## Task
Search the data for the string "true" and extract every line where it appears.

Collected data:
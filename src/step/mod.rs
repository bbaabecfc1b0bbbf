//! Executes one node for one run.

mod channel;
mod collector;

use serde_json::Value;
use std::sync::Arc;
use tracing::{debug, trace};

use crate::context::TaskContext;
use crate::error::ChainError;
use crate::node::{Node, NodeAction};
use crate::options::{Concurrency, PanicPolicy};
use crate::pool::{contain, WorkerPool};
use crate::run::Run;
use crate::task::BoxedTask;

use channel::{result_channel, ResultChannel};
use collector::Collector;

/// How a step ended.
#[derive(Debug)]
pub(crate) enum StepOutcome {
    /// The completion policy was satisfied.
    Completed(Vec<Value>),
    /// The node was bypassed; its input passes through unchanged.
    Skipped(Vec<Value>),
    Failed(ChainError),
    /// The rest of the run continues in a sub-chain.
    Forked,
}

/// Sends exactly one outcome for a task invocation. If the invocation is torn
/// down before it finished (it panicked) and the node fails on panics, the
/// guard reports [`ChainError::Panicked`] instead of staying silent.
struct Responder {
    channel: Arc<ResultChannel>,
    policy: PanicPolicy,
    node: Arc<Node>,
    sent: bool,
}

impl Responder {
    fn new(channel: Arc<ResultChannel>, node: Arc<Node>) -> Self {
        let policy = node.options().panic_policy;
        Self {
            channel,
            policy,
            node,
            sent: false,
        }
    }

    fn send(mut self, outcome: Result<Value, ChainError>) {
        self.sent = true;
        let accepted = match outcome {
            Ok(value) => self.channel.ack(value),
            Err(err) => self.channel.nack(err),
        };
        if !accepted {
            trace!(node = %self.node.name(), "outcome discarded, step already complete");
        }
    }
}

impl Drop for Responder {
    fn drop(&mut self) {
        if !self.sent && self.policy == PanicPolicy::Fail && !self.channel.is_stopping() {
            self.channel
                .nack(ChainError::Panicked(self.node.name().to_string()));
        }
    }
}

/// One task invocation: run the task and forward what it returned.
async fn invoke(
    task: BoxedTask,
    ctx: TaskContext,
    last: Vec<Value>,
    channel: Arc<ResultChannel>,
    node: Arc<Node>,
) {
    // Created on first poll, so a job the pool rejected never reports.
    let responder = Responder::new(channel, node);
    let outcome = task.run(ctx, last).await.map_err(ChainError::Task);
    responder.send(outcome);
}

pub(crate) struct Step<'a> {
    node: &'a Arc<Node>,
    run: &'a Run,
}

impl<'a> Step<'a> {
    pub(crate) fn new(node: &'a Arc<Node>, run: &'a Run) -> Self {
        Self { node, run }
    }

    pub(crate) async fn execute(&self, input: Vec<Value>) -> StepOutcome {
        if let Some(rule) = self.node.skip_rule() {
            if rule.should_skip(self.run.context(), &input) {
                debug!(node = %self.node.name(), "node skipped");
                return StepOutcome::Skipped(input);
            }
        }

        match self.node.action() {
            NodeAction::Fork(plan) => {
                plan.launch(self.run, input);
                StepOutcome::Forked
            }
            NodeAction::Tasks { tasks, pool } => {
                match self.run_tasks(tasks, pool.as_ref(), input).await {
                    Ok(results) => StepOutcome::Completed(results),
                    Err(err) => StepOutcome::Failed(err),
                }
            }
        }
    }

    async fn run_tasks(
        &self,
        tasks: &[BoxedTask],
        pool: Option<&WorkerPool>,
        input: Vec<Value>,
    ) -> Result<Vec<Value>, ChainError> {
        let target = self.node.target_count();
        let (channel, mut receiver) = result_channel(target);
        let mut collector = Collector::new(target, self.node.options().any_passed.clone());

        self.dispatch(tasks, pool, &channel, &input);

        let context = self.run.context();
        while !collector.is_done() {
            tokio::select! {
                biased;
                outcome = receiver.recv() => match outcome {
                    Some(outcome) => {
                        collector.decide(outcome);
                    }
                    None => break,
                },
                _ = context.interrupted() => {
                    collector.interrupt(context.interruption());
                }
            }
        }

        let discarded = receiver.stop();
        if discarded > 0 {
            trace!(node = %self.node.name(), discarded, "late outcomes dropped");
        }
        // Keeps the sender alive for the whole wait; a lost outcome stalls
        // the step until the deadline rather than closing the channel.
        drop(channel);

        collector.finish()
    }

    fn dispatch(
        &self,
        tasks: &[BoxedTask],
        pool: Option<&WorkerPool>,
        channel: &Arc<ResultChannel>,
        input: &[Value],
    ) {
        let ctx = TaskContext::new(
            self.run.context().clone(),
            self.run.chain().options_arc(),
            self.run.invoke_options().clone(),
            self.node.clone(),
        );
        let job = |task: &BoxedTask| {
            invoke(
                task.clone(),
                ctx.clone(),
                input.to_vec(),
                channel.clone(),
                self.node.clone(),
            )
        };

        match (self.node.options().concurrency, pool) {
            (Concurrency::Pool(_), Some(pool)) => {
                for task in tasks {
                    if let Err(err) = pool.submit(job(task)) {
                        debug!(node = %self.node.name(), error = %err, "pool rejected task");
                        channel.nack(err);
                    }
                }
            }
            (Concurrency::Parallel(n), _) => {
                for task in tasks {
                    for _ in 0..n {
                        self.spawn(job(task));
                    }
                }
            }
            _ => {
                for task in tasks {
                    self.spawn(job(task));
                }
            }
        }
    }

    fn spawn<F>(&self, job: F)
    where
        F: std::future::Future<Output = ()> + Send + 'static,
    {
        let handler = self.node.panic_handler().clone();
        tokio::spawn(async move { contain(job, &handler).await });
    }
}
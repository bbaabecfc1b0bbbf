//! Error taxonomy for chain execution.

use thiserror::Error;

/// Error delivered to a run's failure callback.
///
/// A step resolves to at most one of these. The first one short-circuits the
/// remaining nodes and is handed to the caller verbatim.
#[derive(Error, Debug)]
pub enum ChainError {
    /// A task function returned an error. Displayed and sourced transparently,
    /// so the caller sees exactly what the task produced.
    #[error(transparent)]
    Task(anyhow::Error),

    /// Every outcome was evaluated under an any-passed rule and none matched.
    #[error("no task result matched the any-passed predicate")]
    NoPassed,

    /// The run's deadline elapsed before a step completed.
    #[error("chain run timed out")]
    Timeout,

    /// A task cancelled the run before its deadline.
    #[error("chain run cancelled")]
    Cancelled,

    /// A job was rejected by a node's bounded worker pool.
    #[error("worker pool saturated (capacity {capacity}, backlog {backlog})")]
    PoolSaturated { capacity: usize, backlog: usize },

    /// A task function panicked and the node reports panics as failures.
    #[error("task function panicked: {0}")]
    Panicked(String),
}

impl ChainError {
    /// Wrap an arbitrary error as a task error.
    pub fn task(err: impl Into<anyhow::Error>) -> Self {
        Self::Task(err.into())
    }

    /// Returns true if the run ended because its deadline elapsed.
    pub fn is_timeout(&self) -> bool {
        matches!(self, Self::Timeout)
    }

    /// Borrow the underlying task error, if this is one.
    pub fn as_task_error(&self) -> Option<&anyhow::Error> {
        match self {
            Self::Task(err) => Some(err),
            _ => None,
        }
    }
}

...

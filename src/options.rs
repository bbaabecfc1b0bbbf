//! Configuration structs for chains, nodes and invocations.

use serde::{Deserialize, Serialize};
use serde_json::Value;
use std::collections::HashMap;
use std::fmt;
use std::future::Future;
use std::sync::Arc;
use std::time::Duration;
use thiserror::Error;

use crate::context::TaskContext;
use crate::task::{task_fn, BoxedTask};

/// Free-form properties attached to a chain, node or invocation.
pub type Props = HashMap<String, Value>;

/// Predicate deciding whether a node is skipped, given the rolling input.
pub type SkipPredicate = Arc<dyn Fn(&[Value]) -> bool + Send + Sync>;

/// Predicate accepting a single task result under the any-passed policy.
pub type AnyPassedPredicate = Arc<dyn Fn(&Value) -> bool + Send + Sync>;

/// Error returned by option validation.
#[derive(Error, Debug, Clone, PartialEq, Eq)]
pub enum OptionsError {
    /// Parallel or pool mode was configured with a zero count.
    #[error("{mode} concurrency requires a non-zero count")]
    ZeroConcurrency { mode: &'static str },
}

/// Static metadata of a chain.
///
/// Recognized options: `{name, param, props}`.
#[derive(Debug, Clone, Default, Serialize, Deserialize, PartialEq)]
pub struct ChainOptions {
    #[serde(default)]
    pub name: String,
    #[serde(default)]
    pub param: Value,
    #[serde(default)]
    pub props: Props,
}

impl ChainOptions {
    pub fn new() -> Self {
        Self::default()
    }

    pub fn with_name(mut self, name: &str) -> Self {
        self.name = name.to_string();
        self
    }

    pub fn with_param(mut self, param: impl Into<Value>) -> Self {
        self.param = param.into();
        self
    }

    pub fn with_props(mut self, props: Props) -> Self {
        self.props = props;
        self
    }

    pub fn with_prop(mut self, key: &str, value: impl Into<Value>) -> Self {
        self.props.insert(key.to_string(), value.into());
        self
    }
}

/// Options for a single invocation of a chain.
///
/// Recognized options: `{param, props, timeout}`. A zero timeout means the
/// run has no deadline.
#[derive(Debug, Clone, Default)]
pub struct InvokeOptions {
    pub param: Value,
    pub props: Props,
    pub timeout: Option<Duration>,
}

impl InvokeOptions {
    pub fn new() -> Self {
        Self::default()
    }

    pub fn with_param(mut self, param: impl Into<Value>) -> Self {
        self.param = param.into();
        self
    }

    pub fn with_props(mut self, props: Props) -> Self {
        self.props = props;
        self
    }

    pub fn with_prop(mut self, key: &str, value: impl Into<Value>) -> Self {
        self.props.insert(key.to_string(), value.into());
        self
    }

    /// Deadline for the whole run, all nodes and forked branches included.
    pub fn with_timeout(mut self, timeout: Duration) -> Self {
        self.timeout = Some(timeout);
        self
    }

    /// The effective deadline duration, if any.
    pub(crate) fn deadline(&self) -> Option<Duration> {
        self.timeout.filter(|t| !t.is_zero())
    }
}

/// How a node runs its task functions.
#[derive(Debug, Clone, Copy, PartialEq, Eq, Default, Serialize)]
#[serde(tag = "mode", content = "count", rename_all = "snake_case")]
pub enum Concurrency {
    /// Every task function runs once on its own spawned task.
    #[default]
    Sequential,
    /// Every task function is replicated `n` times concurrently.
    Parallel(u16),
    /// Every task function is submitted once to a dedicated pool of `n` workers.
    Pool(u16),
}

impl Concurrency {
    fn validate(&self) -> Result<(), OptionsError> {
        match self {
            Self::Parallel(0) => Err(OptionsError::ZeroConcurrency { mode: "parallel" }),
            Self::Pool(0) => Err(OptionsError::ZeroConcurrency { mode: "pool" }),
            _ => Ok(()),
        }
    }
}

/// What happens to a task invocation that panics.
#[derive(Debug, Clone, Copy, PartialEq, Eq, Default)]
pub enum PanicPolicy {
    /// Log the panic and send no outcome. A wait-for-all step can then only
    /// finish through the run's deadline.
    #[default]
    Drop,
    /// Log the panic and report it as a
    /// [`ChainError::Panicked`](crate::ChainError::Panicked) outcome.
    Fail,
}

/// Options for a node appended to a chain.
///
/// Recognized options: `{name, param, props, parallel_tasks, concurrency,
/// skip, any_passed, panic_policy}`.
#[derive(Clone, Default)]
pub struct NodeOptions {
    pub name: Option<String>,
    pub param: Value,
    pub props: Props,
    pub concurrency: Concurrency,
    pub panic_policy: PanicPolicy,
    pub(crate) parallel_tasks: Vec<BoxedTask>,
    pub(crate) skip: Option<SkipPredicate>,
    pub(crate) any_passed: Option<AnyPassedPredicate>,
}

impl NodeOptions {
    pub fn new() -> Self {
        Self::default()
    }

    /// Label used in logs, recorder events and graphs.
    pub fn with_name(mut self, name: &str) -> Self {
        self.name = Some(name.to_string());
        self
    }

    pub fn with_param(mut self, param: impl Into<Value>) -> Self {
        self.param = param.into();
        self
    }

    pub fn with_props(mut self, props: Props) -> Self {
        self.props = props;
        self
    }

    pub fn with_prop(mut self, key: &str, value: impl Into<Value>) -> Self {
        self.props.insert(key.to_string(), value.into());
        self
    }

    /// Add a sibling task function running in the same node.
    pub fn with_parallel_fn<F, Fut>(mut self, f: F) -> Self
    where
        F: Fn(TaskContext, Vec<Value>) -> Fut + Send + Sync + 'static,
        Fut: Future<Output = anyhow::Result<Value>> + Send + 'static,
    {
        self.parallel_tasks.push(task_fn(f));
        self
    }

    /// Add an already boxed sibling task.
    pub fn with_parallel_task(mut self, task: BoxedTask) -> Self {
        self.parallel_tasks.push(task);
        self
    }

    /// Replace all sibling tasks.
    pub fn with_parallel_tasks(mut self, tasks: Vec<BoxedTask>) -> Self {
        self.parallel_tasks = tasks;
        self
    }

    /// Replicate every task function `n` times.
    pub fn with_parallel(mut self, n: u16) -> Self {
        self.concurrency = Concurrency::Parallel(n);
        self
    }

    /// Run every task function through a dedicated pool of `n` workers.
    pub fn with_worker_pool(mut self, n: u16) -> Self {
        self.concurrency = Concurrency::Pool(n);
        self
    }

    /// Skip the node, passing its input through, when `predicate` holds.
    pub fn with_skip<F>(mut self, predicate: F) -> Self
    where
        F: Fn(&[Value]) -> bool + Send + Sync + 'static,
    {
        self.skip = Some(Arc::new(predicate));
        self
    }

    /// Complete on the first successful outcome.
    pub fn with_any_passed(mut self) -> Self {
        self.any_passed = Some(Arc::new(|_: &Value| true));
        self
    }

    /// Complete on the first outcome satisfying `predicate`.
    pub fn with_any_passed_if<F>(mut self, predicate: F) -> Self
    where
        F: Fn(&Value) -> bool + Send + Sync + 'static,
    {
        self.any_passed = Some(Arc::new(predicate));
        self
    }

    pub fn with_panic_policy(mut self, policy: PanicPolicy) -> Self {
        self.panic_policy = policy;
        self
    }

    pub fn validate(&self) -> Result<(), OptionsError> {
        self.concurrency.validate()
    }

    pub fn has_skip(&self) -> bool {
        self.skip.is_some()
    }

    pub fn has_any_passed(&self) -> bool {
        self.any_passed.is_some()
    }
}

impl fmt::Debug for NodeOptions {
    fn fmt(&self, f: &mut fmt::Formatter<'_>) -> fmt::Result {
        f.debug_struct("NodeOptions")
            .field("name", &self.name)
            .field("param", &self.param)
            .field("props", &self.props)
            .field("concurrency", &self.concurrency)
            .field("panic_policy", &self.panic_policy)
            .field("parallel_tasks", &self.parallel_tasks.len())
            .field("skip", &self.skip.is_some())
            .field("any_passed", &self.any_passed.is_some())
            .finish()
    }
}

## Expected answer
        self.sent = true;
    /// Returns true if the run ended because its deadline elapsed.
        self.any_passed = Some(Arc::new(|_: &Value| true));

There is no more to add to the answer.